◆ **EXERCISE DIRECTIONS**
Return all lines of the data in which the string "refused" occurs.

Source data

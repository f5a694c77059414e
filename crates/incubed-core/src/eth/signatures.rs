//! Federated verification: registered signer nodes vouch for a block hash.

use crate::crypto::{keccak256_concat, recover_address};
use crate::error::{VerifyError, VerifyResult};
use crate::types::SignedBlockHash;
use serde_json::Value;
use tracing::debug;

/// JSON-RPC code a node reports when it could not reach a signer.
const SIGNER_UNREACHABLE: i64 = -32603;

/// Message a signer signs: `keccak(blockHash ‖ u256(number) [‖ registryId])`.
/// Registries from version 2 on bind the signature to their id.
pub fn signed_message(
    block_hash: &[u8; 32],
    number: u64,
    version: u32,
    registry_id: Option<&[u8; 32]>,
) -> [u8; 32] {
    let mut number_word = [0u8; 32];
    number_word[24..].copy_from_slice(&number.to_be_bytes());
    match registry_id {
        Some(id) if version > 1 => keccak256_concat(&[block_hash, &number_word, id]),
        _ => keccak256_concat(&[block_hash, &number_word]),
    }
}

/// Check that every requested signer signed `block_hash` at `number`.
///
/// A signature claiming another block or hash is the responding node's
/// fault, and so is a signer error with any code but internal error.
/// Signatures that are merely absent, or whose signer was unreachable, fail
/// without blacklisting and name the missing signers so the client can
/// track offline nodes instead.
pub fn verify_signatures(
    signatures: &[SignedBlockHash],
    signers: &[[u8; 20]],
    block_hash: &[u8; 32],
    number: u64,
    version: u32,
    registry_id: Option<&[u8; 32]>,
) -> VerifyResult<()> {
    if signatures.is_empty() {
        return Err(VerifyError::missing("no signatures in proof"));
    }
    let message = signed_message(block_hash, number, version, registry_id);
    let mut confirmed = vec![false; signers.len()];

    for sig in signatures {
        if let Some(error) = &sig.error {
            let code = error.get("code").and_then(Value::as_i64);
            if code != Some(SIGNER_UNREACHABLE) {
                return Err(VerifyError::invalid("error not signed"));
            }
            continue;
        }
        if sig.block != number {
            return Err(VerifyError::invalid("wrong signature blocknumber"));
        }
        if sig.block_hash != *block_hash {
            return Err(VerifyError::invalid("wrong signature hash"));
        }
        if sig.msg_hash != [0u8; 32] && sig.msg_hash != message {
            continue;
        }

        let mut rs = [0u8; 64];
        rs[..32].copy_from_slice(&sig.r);
        rs[32..].copy_from_slice(&sig.s);
        let Ok(v) = u8::try_from(sig.v) else { continue };
        let Ok(signer) = recover_address(&message, &rs, v) else { continue };

        if let Some(i) = signers.iter().position(|s| *s == signer) {
            confirmed[i] = true;
        }
    }

    let missing: Vec<[u8; 20]> = signers
        .iter()
        .zip(&confirmed)
        .filter(|(_, ok)| !**ok)
        .map(|(s, _)| *s)
        .collect();
    if !missing.is_empty() {
        debug!(missing = missing.len(), number, "federated signatures incomplete");
        return Err(VerifyError::invalid("missing signatures")
            .without_blacklist()
            .with_missing_signers(missing));
    }
    Ok(())
}

#[cfg(test)]
mod tests {
    use super::*;
    use crate::error::ErrorKind;
    use crate::fixtures::eth::{address_of, sign_block_hash, signing_key};
    use serde_json::json;

    const HASH: [u8; 32] = [0x5a; 32];

    #[test]
    fn test_all_signers_confirmed() {
        let keys = [signing_key(1), signing_key(2)];
        let signers: Vec<_> = keys.iter().map(address_of).collect();
        let sigs: Vec<_> = keys
            .iter()
            .map(|k| sign_block_hash(k, &HASH, 77, 2, Some(&[9; 32])))
            .collect();
        verify_signatures(&sigs, &signers, &HASH, 77, 2, Some(&[9; 32])).unwrap();
    }

    #[test]
    fn test_registry_id_binds_signature() {
        let key = signing_key(1);
        let signers = [address_of(&key)];
        let mut sig = sign_block_hash(&key, &HASH, 77, 1, None);
        sig.msg_hash = [0; 32];
        verify_signatures(&[sig.clone()], &signers, &HASH, 77, 1, Some(&[9; 32])).unwrap();
        // version 2 expects the registry id in the message
        let err = verify_signatures(&[sig], &signers, &HASH, 77, 2, Some(&[9; 32])).unwrap_err();
        assert_eq!(err.message, "missing signatures");
    }

    #[test]
    fn test_missing_signature_does_not_blacklist() {
        let keys = [signing_key(1), signing_key(2)];
        let signers: Vec<_> = keys.iter().map(address_of).collect();
        let sigs = vec![sign_block_hash(&keys[0], &HASH, 77, 2, None)];
        let err = verify_signatures(&sigs, &signers, &HASH, 77, 2, None).unwrap_err();
        assert!(!err.blacklists_node());
        assert_eq!(err.missing_signers, vec![signers[1]]);
    }

    #[test]
    fn test_wrong_block_hash_blacklists() {
        let key = signing_key(1);
        let signers = [address_of(&key)];
        let sigs = vec![sign_block_hash(&key, &[0x11; 32], 77, 2, None)];
        let err = verify_signatures(&sigs, &signers, &HASH, 77, 2, None).unwrap_err();
        assert_eq!(err.message, "wrong signature hash");
        assert!(err.blacklists_node());
    }

    #[test]
    fn test_unregistered_signer_ignored() {
        let signers = [address_of(&signing_key(1))];
        let sigs = vec![sign_block_hash(&signing_key(3), &HASH, 77, 2, None)];
        let err = verify_signatures(&sigs, &signers, &HASH, 77, 2, None).unwrap_err();
        assert_eq!(err.missing_signers, signers.to_vec());
    }

    #[test]
    fn test_no_signatures_in_proof() {
        let signers = [address_of(&signing_key(1))];
        let err = verify_signatures(&[], &signers, &HASH, 77, 2, None).unwrap_err();
        assert_eq!(err.message, "no signatures in proof");
        assert_eq!(err.kind, ErrorKind::ProofMissing);
        assert!(err.missing_signers.is_empty());
    }

    #[test]
    fn test_signer_errors() {
        let keys = [signing_key(1), signing_key(2)];
        let signers: Vec<_> = keys.iter().map(address_of).collect();
        let mut offline = sign_block_hash(&keys[1], &HASH, 77, 2, None);
        offline.error = Some(json!({"code": -32603, "message": "signer not reachable"}));
        let sigs = vec![sign_block_hash(&keys[0], &HASH, 77, 2, None), offline.clone()];
        let err = verify_signatures(&sigs, &signers, &HASH, 77, 2, None).unwrap_err();
        assert_eq!(err.message, "missing signatures");
        assert!(!err.blacklists_node());
        assert_eq!(err.missing_signers, vec![signers[1]]);

        let mut refused = offline;
        refused.error = Some(json!({"code": -32000, "message": "block not known"}));
        let sigs = vec![sign_block_hash(&keys[0], &HASH, 77, 2, None), refused];
        let err = verify_signatures(&sigs, &signers, &HASH, 77, 2, None).unwrap_err();
        assert_eq!(err.message, "error not signed");
        assert!(err.blacklists_node());
    }
}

◆ **SOLUTION TO THE EXERCISE**
        let mut refused = offline;
        refused.error = Some(json!({"code": -32000, "message": "block not known"}));
        let sigs = vec![sign_block_hash(&keys[0], &HASH, 77, 2, None), refused];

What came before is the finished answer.